(Data excerpts)
━━━━━━━━━━
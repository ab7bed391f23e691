//! Feature metrics handler.

use anyhow::{anyhow, Result};

use floornav_lib::FloorState;

use crate::output::{
    render_floor_features, render_path_features, render_room_features, to_json, OutputFormat,
};

/// What the features command should describe.
#[derive(Debug, Clone, PartialEq, Eq)]
pub enum FeatureTarget {
    Floor,
    Room(String),
    Path(Vec<String>),
}

pub fn handle_features_command(
    state: &FloorState,
    format: OutputFormat,
    target: &FeatureTarget,
) -> Result<()> {
    let analyzer = state.analyzer();

    let (json, text) = match target {
        FeatureTarget::Floor => {
            let floor = analyzer.floor_features();
            (to_json(&floor)?, render_floor_features(&floor))
        }
        FeatureTarget::Room(id) => {
            let room = analyzer
                .room_features(id)
                .ok_or_else(|| anyhow!("unknown room: {id}"))?;
            (to_json(&room)?, render_room_features(&room))
        }
        FeatureTarget::Path(path) => {
            let features = analyzer.path_features(path).ok_or_else(|| {
                anyhow!("path features need at least two known rooms, got: {}", path.join(","))
            })?;
            (to_json(&features)?, render_path_features(&features))
        }
    };

    match format {
        OutputFormat::Json => println!("{json}"),
        OutputFormat::Text => print!("{text}"),
    }
    Ok(())
}
/// Weighted floor graph used by the pathfinding algorithms.
///
/// Nodes keep their insertion order so that every traversal, and therefore
/// every tie-break, is reproducible across runs.
#[derive(Debug, Clone, Default, PartialEq)]
pub struct Graph {
    nodes: HashMap<NodeId, Node>,
    order: Vec<NodeId>,
    adjacency: HashMap<NodeId, Vec<Edge>>,
    linked: HashMap<NodeId, Vec<NodeId>>,
    edge_count: usize,
}

impl Graph {
    pub fn new() -> Self {
        Self::default()
    }

    /// Add a node, failing if the identifier is already present.
    pub fn add_node(&mut self, node: Node) -> Result<()> {
        if self.nodes.contains_key(&node.id) {
            return Err(Error::DuplicateNode { id: node.id });
        }
        self.order.push(node.id.clone());
        self.adjacency.insert(node.id.clone(), Vec::new());
        self.linked.insert(node.id.clone(), Vec::new());
        self.nodes.insert(node.id.clone(), node);
        Ok(())
    }

    /// Connect `a` and `b` in both directions.
    ///
    /// A `door` edge replaces an existing `corridor` edge; any other clash
    /// fails with [`Error::DuplicateEdge`]. The graph is left untouched on error.
    pub fn add_edge(
        &mut self,
        a: &str,
        b: &str,
        kind: EdgeKind,
        weight: f64,
        door: Option<DoorRef>,
    ) -> Result<()> {
        let replacing = self.validate_edge(a, b, kind)?;
        if replacing {
            self.remove_arcs(a, b);
        }
        self.push_arc(a, b, kind, weight, door.clone());
        self.push_arc(b, a, kind, weight, door);
        if !replacing {
            self.link(a, b);
        }
        Ok(())
    }

    /// Connect `from` to `to` in one direction only.
    ///
    /// The pair is considered occupied afterwards, exactly like an undirected
    /// edge, so the duplicate policy of [`Graph::add_edge`] applies.
    pub fn add_one_way_edge(
        &mut self,
        from: &str,
        to: &str,
        kind: EdgeKind,
        weight: f64,
        door: Option<DoorRef>,
    ) -> Result<()> {
        let replacing = self.validate_edge(from, to, kind)?;
        if replacing {
            self.remove_arcs(from, to);
        }
        self.push_arc(from, to, kind, weight, door);
        if !replacing {
            self.link(from, to);
        }
        Ok(())
    }

    fn validate_edge(&self, a: &str, b: &str, kind: EdgeKind) -> Result<bool> {
        for id in [a, b] {
            if !self.contains(id) {
                return Err(Error::UnknownNode {
                    id: id.to_string(),
                    role: None,
                });
            }
        }
        if a == b {
            return Err(Error::SelfLoop { id: a.to_string() });
        }

        match self.edge_kind(a, b) {
            None => Ok(false),
            Some(EdgeKind::Corridor) if kind == EdgeKind::Door => Ok(true),
            Some(_) => Err(Error::DuplicateEdge {
                a: a.to_string(),
                b: b.to_string(),
            }),
        }
    }

    fn push_arc(&mut self, from: &str, to: &str, kind: EdgeKind, weight: f64, door: Option<DoorRef>) {
        self.adjacency.entry(from.to_string()).or_default().push(Edge {
            target: to.to_string(),
            kind,
            weight,
            door,
        });
    }

    fn remove_arcs(&mut self, a: &str, b: &str) {
        if let Some(edges) = self.adjacency.get_mut(a) {
            edges.retain(|edge| edge.target != b);
        }
        if let Some(edges) = self.adjacency.get_mut(b) {
            edges.retain(|edge| edge.target != a);
        }
    }

    fn link(&mut self, a: &str, b: &str) {
        self.linked.entry(a.to_string()).or_default().push(b.to_string());
        self.linked.entry(b.to_string()).or_default().push(a.to_string());
        self.edge_count += 1;
    }

    pub fn contains(&self, id: &str) -> bool {
        self.nodes.contains_key(id)
    }

    pub fn node(&self, id: &str) -> Option<&Node> {
        self.nodes.get(id)
    }

    /// Iterate nodes in insertion order.
    pub fn nodes(&self) -> impl Iterator<Item = &Node> + '_ {
        self.order.iter().filter_map(|id| self.nodes.get(id))
    }

    pub fn node_count(&self) -> usize {
        self.order.len()
    }

    pub fn edge_count(&self) -> usize {
        self.edge_count
    }

    /// Outgoing arcs for a given node, empty if the node is unknown.
    pub fn neighbours(&self, id: &str) -> &[Edge] {
        self.adjacency.get(id).map(Vec::as_slice).unwrap_or(&[])
    }

    /// Identifiers of every node sharing an edge with `id`, regardless of direction.
    pub fn neighbour_ids(&self, id: &str) -> &[NodeId] {
        self.linked.get(id).map(Vec::as_slice).unwrap_or(&[])
    }

    /// The arc leading from `from` to `to`, if traversable in that direction.
    pub fn arc(&self, from: &str, to: &str) -> Option<&Edge> {
        self.neighbours(from).iter().find(|edge| edge.target == to)
    }

    /// The edge joining the pair in either direction.
    pub fn edge(&self, a: &str, b: &str) -> Option<&Edge> {
        self.arc(a, b).or_else(|| self.arc(b, a))
    }

    pub fn has_edge(&self, a: &str, b: &str) -> bool {
        self.edge(a, b).is_some()
    }

    /// Kind of the edge joining the pair, `None` when they are not adjacent.
    pub fn edge_kind(&self, a: &str, b: &str) -> Option<EdgeKind> {
        self.edge(a, b).map(|edge| edge.kind)
    }

    /// Iterate every arc as `(source, arc)` in deterministic order.
    pub fn arcs(&self) -> impl Iterator<Item = (&str, &Edge)> + '_ {
        self.order
            .iter()
            .flat_map(move |id| self.neighbours(id).iter().map(move |edge| (id.as_str(), edge)))
    }

    pub fn has_negative_weights(&self) -> bool {
        self.arcs().any(|(_, edge)| edge.weight < 0.0)
    }

    /// Copy the graph, replacing every arc weight with `weigh(source, arc)`.
    pub(crate) fn map_weights(&self, mut weigh: impl FnMut(&str, &Edge) -> f64) -> Graph {
        let mut copy = self.clone();
        for id in &self.order {
            if let Some(edges) = copy.adjacency.get_mut(id) {
                for edge in edges.iter_mut() {
                    edge.weight = weigh(id, edge);
                }
            }
        }
        copy
    }

    /// Compute node/edge counts, connectivity, density and clustering.
    pub fn stats(&self) -> GraphStats {
        let nodes = self.node_count();
        let edges = self.edge_count;
        let density = if nodes < 2 {
            0.0
        } else {
            edges as f64 / (nodes as f64 * (nodes as f64 - 1.0) / 2.0)
        };

        GraphStats {
            nodes,
            edges,
            is_connected: self.is_connected(),
            density,
            average_clustering: self.average_clustering(),
        }
    }

    /// True when a single connected component spans every node.
    pub fn is_connected(&self) -> bool {
        let Some(first) = self.order.first() else {
            return false;
        };

        let mut seen: HashSet<&str> = HashSet::from([first.as_str()]);
        let mut queue = VecDeque::from([first.as_str()]);
        while let Some(current) = queue.pop_front() {
            for next in self.neighbour_ids(current) {
                if seen.insert(next.as_str()) {
                    queue.push_back(next.as_str());
                }
            }
        }
        seen.len() == self.node_count()
    }

    /// Local clustering coefficient of a node: the fraction of its neighbour
    /// pairs that are themselves adjacent. Nodes of degree < 2 score 0.
    pub fn clustering(&self, id: &str) -> f64 {
        let neighbours = self.neighbour_ids(id);
        let k = neighbours.len();
        if k < 2 {
            return 0.0;
        }

        let mut triangles = 0usize;
        for (i, a) in neighbours.iter().enumerate() {
            for b in &neighbours[i + 1..] {
                if self.has_edge(a, b) {
                    triangles += 1;
                }
            }
        }
        triangles as f64 / (k * (k - 1) / 2) as f64
    }

    /// Mean clustering coefficient across all nodes.
    pub fn average_clustering(&self) -> f64 {
        if self.order.is_empty() {
            return 0.0;
        }
        let total: f64 = self.order.iter().map(|id| self.clustering(id)).sum();
        total / self.order.len() as f64
    }

    /// Plain-text adjacency dump, nodes sorted by identifier.
    pub fn render(&self) -> String {
        if self.order.is_empty() {
            return "Empty graph".to_string();
        }

        let mut out = String::new();
        let _ = writeln!(out, "Graph Structure:");
        let _ = writeln!(out, "Nodes: {}", self.node_count());
        let _ = writeln!(out, "Edges: {}", self.edge_count);
        let _ = writeln!(out);

        let mut ids: Vec<&NodeId> = self.order.iter().collect();
        ids.sort();
        for id in ids {
            let _ = writeln!(out, "{}: [{}]", id, self.neighbour_ids(id).join(", "));
        }
        out
    }
}

/// Build the floor graph: one node per room and network node, door edges,
/// explicit network edges, then inferred corridors between listed rooms.
///
/// Duplicate node identifiers abort the build. Doors that do not connect
/// exactly two distinct known rooms, network edges with a missing or repeated
/// endpoint pair, and anything that repeats an existing connection are
/// skipped with a warning.
pub fn build_graph(floor: &FloorPlan, options: &GraphBuildOptions) -> Result<Graph> {
    let mut graph = Graph::new();
    for room in &floor.rooms {
        graph.add_node(Node::from(room))?;
    }
    if let Some(network) = &floor.network {
        add_network_nodes(&mut graph, network)?;
    }

    add_door_edges(&mut graph, &floor.doors, options);
    if let Some(network) = &floor.network {
        add_network_edges(&mut graph, network);
    }
    add_corridor_edges(&mut graph, &floor.rooms, options);

    debug!(
        nodes = graph.node_count(),
        edges = graph.edge_count(),
        "built floor graph"
    );
    Ok(graph)
}

fn add_door_edges(graph: &mut Graph, doors: &[Door], options: &GraphBuildOptions) {
    for door in doors {
        let [a, b] = door.connects.as_slice() else {
            debug!(
                door = %door.id,
                connects = door.connects.len(),
                "skipping door that does not join exactly two rooms"
            );
            continue;
        };

        let weight = options.door_weight.resolve(graph, a, b);
        if let Err(error) = graph.add_edge(a, b, EdgeKind::Door, weight, Some(DoorRef::from(door)))
        {
            warn!(door = %door.id, %error, "skipping door");
        }
    }
}

fn add_network_nodes(graph: &mut Graph, network: &Network) -> Result<()> {
    for (id, info) in &network.nodes {
        graph.add_node(Node {
            id: id.clone(),
            kind: info.kind(),
            center: info.center,
            bounds: info.bounds,
            name: info.name.clone(),
        })?;
    }
    Ok(())
}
━━━━━━━━━━
**Exercise instructions**:
From the records above, retype only the lines starting at the line that contains "pub fn contains(&self, id: &str)" and ending at the line that contains "in deterministic order.", both included.

**Result**:
    pub fn contains(&self, id: &str) -> bool {
        self.nodes.contains_key(id)
    }

    pub fn node(&self, id: &str) -> Option<&Node> {
        self.nodes.get(id)
    }

    /// Iterate nodes in insertion order.
    pub fn nodes(&self) -> impl Iterator<Item = &Node> + '_ {
        self.order.iter().filter_map(|id| self.nodes.get(id))
    }

    pub fn node_count(&self) -> usize {
        self.order.len()
    }

    pub fn edge_count(&self) -> usize {
        self.edge_count
    }

    /// Outgoing arcs for a given node, empty if the node is unknown.
    pub fn neighbours(&self, id: &str) -> &[Edge] {
        self.adjacency.get(id).map(Vec::as_slice).unwrap_or(&[])
    }

    /// Identifiers of every node sharing an edge with `id`, regardless of direction.
    pub fn neighbour_ids(&self, id: &str) -> &[NodeId] {
        self.linked.get(id).map(Vec::as_slice).unwrap_or(&[])
    }

    /// The arc leading from `from` to `to`, if traversable in that direction.
    pub fn arc(&self, from: &str, to: &str) -> Option<&Edge> {
        self.neighbours(from).iter().find(|edge| edge.target == to)
    }

    /// The edge joining the pair in either direction.
    pub fn edge(&self, a: &str, b: &str) -> Option<&Edge> {
        self.arc(a, b).or_else(|| self.arc(b, a))
    }

    pub fn has_edge(&self, a: &str, b: &str) -> bool {
        self.edge(a, b).is_some()
    }

    /// Kind of the edge joining the pair, `None` when they are not adjacent.
    pub fn edge_kind(&self, a: &str, b: &str) -> Option<EdgeKind> {
        self.edge(a, b).map(|edge| edge.kind)
    }

    /// Iterate every arc as `(source, arc)` in deterministic order.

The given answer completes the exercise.